HINT 1: regex will help you with this; you can define an element set using () and pipes, like (x|y). BUT, you may need to use pipes and combine with grep.
Hint 2: review the regex slides. and the slides on using regex with findLinks to an external site. (see slide 40).

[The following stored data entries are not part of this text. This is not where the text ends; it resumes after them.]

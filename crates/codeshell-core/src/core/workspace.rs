//! The persisted workspace: one tree plus the store that backs it.
//!
//! Every mutation is applied to a copy of the tree first. The record diff
//! between what the store holds and the copy is written to the store, and
//! the copy replaces the live tree only once every write has succeeded. A
//! failed write therefore leaves the in-memory tree exactly as it was, and
//! the next commit also re-issues whatever the failed one left behind.

use super::error::{ShellError, ShellResult};
use super::filesystem::VirtualFileTree;
use super::parser::RedirectMode;
use super::path;
use super::store::{PersistenceStore, RecordSet, apply_ops, rebuild_tree};
use crate::models::{FileNode, NodeType};
use crate::utils::now_millis;

/// Starter project seeded into an empty store.
const STARTER_PROJECT: &[(&str, &str)] = &[
    ("/src/index.js", include_str!("../../assets/starter/index.js")),
    ("/src/App.jsx", include_str!("../../assets/starter/App.jsx")),
    ("/src/styles.css", include_str!("../../assets/starter/styles.css")),
    ("/public/index.html", include_str!("../../assets/starter/index.html")),
    ("/package.json", include_str!("../../assets/starter/package.json")),
    ("/README.md", include_str!("../../assets/starter/README.md")),
];

/// Owner of the live tree and its store.
pub struct Workspace<S> {
    tree: VirtualFileTree,
    store: S,
    /// Records the store is known to hold
    persisted: RecordSet,
}

impl<S: PersistenceStore> Workspace<S> {
    /// Rebuild the tree from the records in `store`.
    pub async fn load(store: S) -> ShellResult<Self> {
        let folders = store.list_all_folders().await?;
        let files = store.list_all_files().await?;
        let persisted = RecordSet::from_records(folders.clone(), files.clone());
        let tree = rebuild_tree(folders, files);
        tracing::info!(nodes = tree.len(), "workspace loaded");
        Ok(Self {
            tree,
            store,
            persisted,
        })
    }

    /// Load `store`, seeding the starter project when it holds no records.
    pub async fn load_or_seed(store: S) -> ShellResult<Self> {
        let mut workspace = Self::load(store).await?;
        if workspace.tree.is_empty() {
            workspace.commit(starter_tree()?).await?;
            tracing::info!(nodes = workspace.tree.len(), "seeded starter project");
        }
        Ok(workspace)
    }

    pub fn tree(&self) -> &VirtualFileTree {
        &self.tree
    }

    pub fn store(&self) -> &S {
        &self.store
    }

    pub fn into_store(self) -> S {
        self.store
    }

    // =========================================================================
    // Persist-first plumbing
    // =========================================================================

    /// Write the difference between the stored records and `next`, then
    /// install `next`. On a store failure the live tree is kept.
    async fn commit(&mut self, next: VirtualFileTree) -> ShellResult<()> {
        let ops = self.persisted.diff(&RecordSet::from_tree(&next));
        if ops.is_empty() {
            self.tree = next;
            return Ok(());
        }
        tracing::debug!(ops = ops.len(), "persisting workspace change");
        if let Err(e) = apply_ops(&self.store, &ops, &mut self.persisted).await {
            tracing::error!(error = %e, "persistence failed, tree left unchanged");
            return Err(e.into());
        }
        self.tree = next;
        Ok(())
    }

    async fn mutate<T>(
        &mut self,
        change: impl FnOnce(&mut VirtualFileTree) -> ShellResult<T>,
    ) -> ShellResult<T> {
        let mut next = self.tree.clone();
        let out = change(&mut next)?;
        self.commit(next).await?;
        Ok(out)
    }

    // =========================================================================
    // Explorer Actions
    // =========================================================================

    /// Create an empty file or folder named `name` in `parent`.
    pub async fn create_node(
        &mut self,
        parent: &str,
        name: &str,
        node_type: NodeType,
    ) -> ShellResult<String> {
        let node = match node_type {
            NodeType::File => FileNode::file(name, parent),
            NodeType::Folder => FileNode::folder(name, parent),
        };
        let path = self.mutate(|tree| tree.insert(parent, node)).await?;
        tracing::debug!(%path, %node_type, "created node");
        Ok(path)
    }

    pub async fn rename_node(&mut self, path: &str, new_name: &str) -> ShellResult<String> {
        self.mutate(|tree| tree.rename(path, new_name)).await
    }

    /// Move `source` into `target_folder`.
    pub async fn move_node(&mut self, source: &str, target_folder: &str) -> ShellResult<String> {
        self.mutate(|tree| tree.move_node(source, target_folder))
            .await
    }

    /// Move `source` to exactly `destination` (rename across folders).
    pub async fn relocate_node(&mut self, source: &str, destination: &str) -> ShellResult<String> {
        self.mutate(|tree| tree.move_to(source, destination)).await
    }

    /// Delete a node and everything below it.
    pub async fn delete_node(&mut self, path: &str) -> ShellResult<()> {
        self.remove_node(path, true).await
    }

    pub async fn remove_node(&mut self, path: &str, recursive: bool) -> ShellResult<()> {
        let removed = self.mutate(|tree| tree.remove(path, recursive)).await?;
        tracing::debug!(path = %removed.path, nodes = removed.count(), "removed node");
        Ok(())
    }

    pub async fn convert_node(&mut self, path: &str, to: NodeType) -> ShellResult<()> {
        self.mutate(|tree| tree.convert(path, to)).await
    }

    /// Deep-copy `source` into `target_folder`.
    pub async fn copy_node(&mut self, source: &str, target_folder: &str) -> ShellResult<String> {
        self.mutate(|tree| tree.copy_node(source, target_folder))
            .await
    }

    /// Deep-copy `source` so the copy lives at `destination`.
    pub async fn copy_to(&mut self, source: &str, destination: &str) -> ShellResult<String> {
        self.mutate(|tree| tree.copy_to(source, destination)).await
    }

    /// Save editor content. Returns the new version.
    pub async fn save_file(&mut self, path: &str, content: &str) -> ShellResult<u32> {
        let timestamp = now_millis();
        let version = self
            .mutate(|tree| tree.write_file(path, content.to_string(), timestamp))
            .await?;
        tracing::debug!(%path, version, "saved file");
        Ok(version)
    }

    /// Write command output to `path`, creating the file when it is missing.
    ///
    /// `Append` adds a newline and `text` to an existing file, even an empty
    /// one, and sets `text` on a new file. Returns the new version.
    pub async fn write_file(
        &mut self,
        path: &str,
        text: &str,
        mode: RedirectMode,
    ) -> ShellResult<u32> {
        let timestamp = now_millis();
        self.mutate(|tree| {
            let existing = match tree.lookup(path) {
                Some(node) => Some(
                    node.content()
                        .ok_or_else(|| ShellError::NotAFile(path.to_string()))?
                        .to_string(),
                ),
                None => None,
            };
            let target = match existing {
                Some(_) => path.to_string(),
                None => {
                    let parent = path::parent(path);
                    tree.insert(&parent, FileNode::file(path::file_name(path), &parent))?
                }
            };
            let content = match (mode, existing) {
                (RedirectMode::Append, Some(current)) => format!("{}\n{}", current, text),
                _ => text.to_string(),
            };
            tree.write_file(&target, content, timestamp)
        })
        .await
    }

    pub async fn set_locked(&mut self, path: &str, locked: bool) -> ShellResult<()> {
        self.mutate(|tree| tree.set_locked(path, locked)).await
    }

    pub async fn set_starred(&mut self, path: &str, starred: bool) -> ShellResult<()> {
        self.mutate(|tree| tree.set_starred(path, starred)).await
    }

    pub async fn set_open(&mut self, path: &str, open: bool) -> ShellResult<()> {
        self.mutate(|tree| tree.set_open(path, open)).await
    }

    // =========================================================================
    // Export / Import
    // =========================================================================

    pub fn export_json(&self) -> ShellResult<String> {
        self.tree.export_json()
    }

    /// Replace the whole tree with an exported document.
    ///
    /// The document is fully validated before anything is written.
    pub async fn import_json(&mut self, json: &str) -> ShellResult<()> {
        let next = VirtualFileTree::import_json(json)?;
        let nodes = next.len();
        self.commit(next).await?;
        tracing::info!(nodes, "imported workspace");
        Ok(())
    }
}

/// The starter project as a tree.
fn starter_tree() -> ShellResult<VirtualFileTree> {
    let mut tree = VirtualFileTree::new();
    for (file_path, content) in STARTER_PROJECT {
        let parent = path::parent(file_path);
        if !tree.exists(&parent) {
            let grandparent = path::parent(&parent);
            tree.insert(
                &grandparent,
                FileNode::folder(path::file_name(&parent), &grandparent),
            )?;
        }
        tree.insert(
            &parent,
            FileNode::file_with_content(path::file_name(file_path), &parent, *content),
        )?;
    }
    Ok(tree)
}

#[cfg(test)]
mod tests {
    use super::*;
    use crate::core::error::ErrorKind;
    use crate::core::store::MemoryStore;

    async fn seeded() -> Workspace<MemoryStore> {
        Workspace::load_or_seed(MemoryStore::new()).await.unwrap()
    }

    #[tokio::test]
    async fn test_seed_starter_project() {
        let ws = seeded().await;
        assert!(ws.tree().lookup("/src/App.jsx").is_some());
        assert!(ws.tree().lookup("/public/index.html").is_some());
        assert_eq!(ws.store().record_count(), ws.tree().len());
    }

    #[tokio::test]
    async fn test_reload_reproduces_tree() {
        let mut ws = seeded().await;
        ws.create_node("/src", "components", NodeType::Folder)
            .await
            .unwrap();
        ws.move_node("/src/App.jsx", "/src/components").await.unwrap();
        ws.save_file("/src/components/App.jsx", "export {}").await.unwrap();
        ws.set_starred("/README.md", true).await.unwrap();

        let tree = ws.tree().clone();
        let reloaded = Workspace::load(ws.into_store()).await.unwrap();
        assert_eq!(reloaded.tree(), &tree);
    }

    #[tokio::test]
    async fn test_failed_write_leaves_tree_unchanged() {
        let mut ws = seeded().await;
        let before = ws.tree().clone();
        ws.store().set_fail_writes(true);

        let err = ws.rename_node("/src", "lib").await.unwrap_err();
        assert_eq!(err.kind(), ErrorKind::Persistence);
        assert_eq!(ws.tree(), &before);

        let err = ws.save_file("/src/App.jsx", "x").await.unwrap_err();
        assert_eq!(err.kind(), ErrorKind::Persistence);
        assert_eq!(ws.tree().lookup("/src/App.jsx").unwrap().version(), Some(0));
    }

    #[tokio::test]
    async fn test_partial_failure_is_repaired_by_next_commit() {
        let mut ws = seeded().await;
        ws.store().fail_after_writes(2);
        let err = ws.rename_node("/src", "lib").await.unwrap_err();
        assert_eq!(err.kind(), ErrorKind::Persistence);
        assert!(ws.tree().lookup("/src/App.jsx").is_some());

        ws.store().set_fail_writes(false);
        ws.create_node("/", "notes.txt", NodeType::File).await.unwrap();

        let tree = ws.tree().clone();
        let reloaded = Workspace::load(ws.into_store()).await.unwrap();
        assert_eq!(reloaded.tree(), &tree);
        assert!(reloaded.tree().lookup("/src/index.js").is_some());
        assert!(reloaded.tree().lookup("/src/App.jsx").is_some());
        assert!(reloaded.tree().lookup("/lib").is_none());
    }

    #[tokio::test]
    async fn test_locked_descendant_blocks_rename() {
        let mut ws = seeded().await;
        ws.set_locked("/src/App.jsx", true).await.unwrap();
        let before = ws.tree().clone();
        let err = ws.rename_node("/src", "lib").await.unwrap_err();
        assert_eq!(err.kind(), ErrorKind::NodeLocked);
        let err = ws.move_node("/src", "/public").await.unwrap_err();
        assert_eq!(err.kind(), ErrorKind::NodeLocked);
        assert_eq!(ws.tree(), &before);
    }

    #[tokio::test]
    async fn test_validation_errors_skip_store() {
        let mut ws = seeded().await;
        ws.store().set_fail_writes(true);
        // Rejected before any write is attempted
        let err = ws
            .create_node("/src", "App.jsx", NodeType::File)
            .await
            .unwrap_err();
        assert_eq!(err.kind(), ErrorKind::PathExists);
    }

    #[tokio::test]
    async fn test_write_file_modes() {
        let mut ws = seeded().await;
        assert_eq!(
            ws.write_file("/src/notes.txt", "one", RedirectMode::Append)
                .await
                .unwrap(),
            1
        );
        ws.write_file("/src/notes.txt", "two", RedirectMode::Append)
            .await
            .unwrap();
        let node = ws.tree().lookup("/src/notes.txt").unwrap();
        assert_eq!(node.content(), Some("one\ntwo"));
        assert_eq!(node.version(), Some(2));

        ws.write_file("/src/notes.txt", "reset", RedirectMode::Truncate)
            .await
            .unwrap();
        assert_eq!(
            ws.tree().lookup("/src/notes.txt").unwrap().content(),
            Some("reset")
        );

        ws.create_node("/src", "empty.txt", NodeType::File)
            .await
            .unwrap();
        ws.write_file("/src/empty.txt", "x", RedirectMode::Append)
            .await
            .unwrap();
        assert_eq!(
            ws.tree().lookup("/src/empty.txt").unwrap().content(),
            Some("\nx")
        );

        let err = ws
            .write_file("/src", "x", RedirectMode::Truncate)
            .await
            .unwrap_err();
        assert_eq!(err.kind(), ErrorKind::NotAFile);
        let err = ws
            .write_file("/nowhere/x.txt", "x", RedirectMode::Truncate)
            .await
            .unwrap_err();
        assert_eq!(err.kind(), ErrorKind::PathNotFound);
    }

    #[tokio::test]
    async fn test_import_replaces_tree() {
        let mut ws = seeded().await;
        ws.import_json(r#"[{"name": "docs", "type": "folder", "children": []}]"#)
            .await
            .unwrap();
        assert_eq!(ws.tree().len(), 1);
        assert_eq!(ws.store().record_count(), 1);

        let err = ws.import_json("[1, 2]").await.unwrap_err();
        assert_eq!(err.kind(), ErrorKind::InvalidWorkspace);
        assert!(ws.tree().lookup("/docs").is_some());
    }

    #[tokio::test]
    async fn test_locked_node() {
        let mut ws = seeded().await;
        ws.set_locked("/package.json", true).await.unwrap();
        let err = ws.delete_node("/package.json").await.unwrap_err();
        assert_eq!(err.kind(), ErrorKind::NodeLocked);
        let err = ws
            .convert_node("/package.json", NodeType::Folder)
            .await
            .unwrap_err();
        assert_eq!(err.kind(), ErrorKind::NodeLocked);
        ws.set_locked("/package.json", false).await.unwrap();
        ws.delete_node("/package.json").await.unwrap();
    }
}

Example: Version and response for MacOS running ZSH in Terminal
$ pwd
~/si667-2026-main/
$ find -E . -type f -regex '.*\.(tif|tiff|jpg|jpeg|png|bmp|gif)'
./PKG-web-files-small/image/13080t.jpg
./PKG-web-files-small/image/orca.via_.moc_.noaa_.jpg
./PKG-web-files-small/image/k7989-7x.jpg
./PKG-web-files-small/image/m237a2f.gif
./PKG-web-files-small/image/1005107061.tif
./bit-rot-lab/AY2ghfD.jpg
./bit-rot-lab/ecce-homo.jpg
./bit-rot-lab/tiger_cook_J.jpg
./bit-rot-lab/tiger_cook_T.tiff
./samples/largepixel-blue.png
./samples/density.tiff
./samples/simplepixel.png
./samples/simplepixel-green.png
./PKG-ndnp/0528.tif
Example 2: Version and response for Windows running GitBash
$ pwd
~/si667-2026-main/
$ find . -type f -regextype posix-extended -regex '.*\.(tif|tiff|jpg|jpeg|png|bmp|gif)'
./PKG-web-files-small/image/13080t.jpg
./PKG-web-files-small/image/orca.via_.moc_.noaa_.jpg
./PKG-web-files-small/image/k7989-7x.jpg
./PKG-web-files-small/image/m237a2f.gif
./PKG-web-files-small/image/1005107061.tif
./bit-rot-lab/AY2ghfD.jpg
./bit-rot-lab/ecce-homo.jpg
./bit-rot-lab/tiger_cook_J.jpg
./bit-rot-lab/tiger_cook_T.tiff
./samples/largepixel-blue.png
./samples/density.tiff
./samples/simplepixel.png
./samples/simplepixel-green.png
./PKG-ndnp/0528.tif
Functionally, the above commands should operate identically. The first prompt confirms the location of the shell. The second prompt runs the find command. The main difference betweent the find commands is the way in which the regular expressions are referenced: on the MacOS terminal running ZSH (example 1), the -E flag indicates “extended” regex, which allows for grouping, then -regex introduces the regular expression argument; on the Windows terminal (example 2), the -regextype flag and posix-extended argument indicate extended regex, and then the -regex option introduces the same regular expression. The other elements of the find command are the same as above for Q2.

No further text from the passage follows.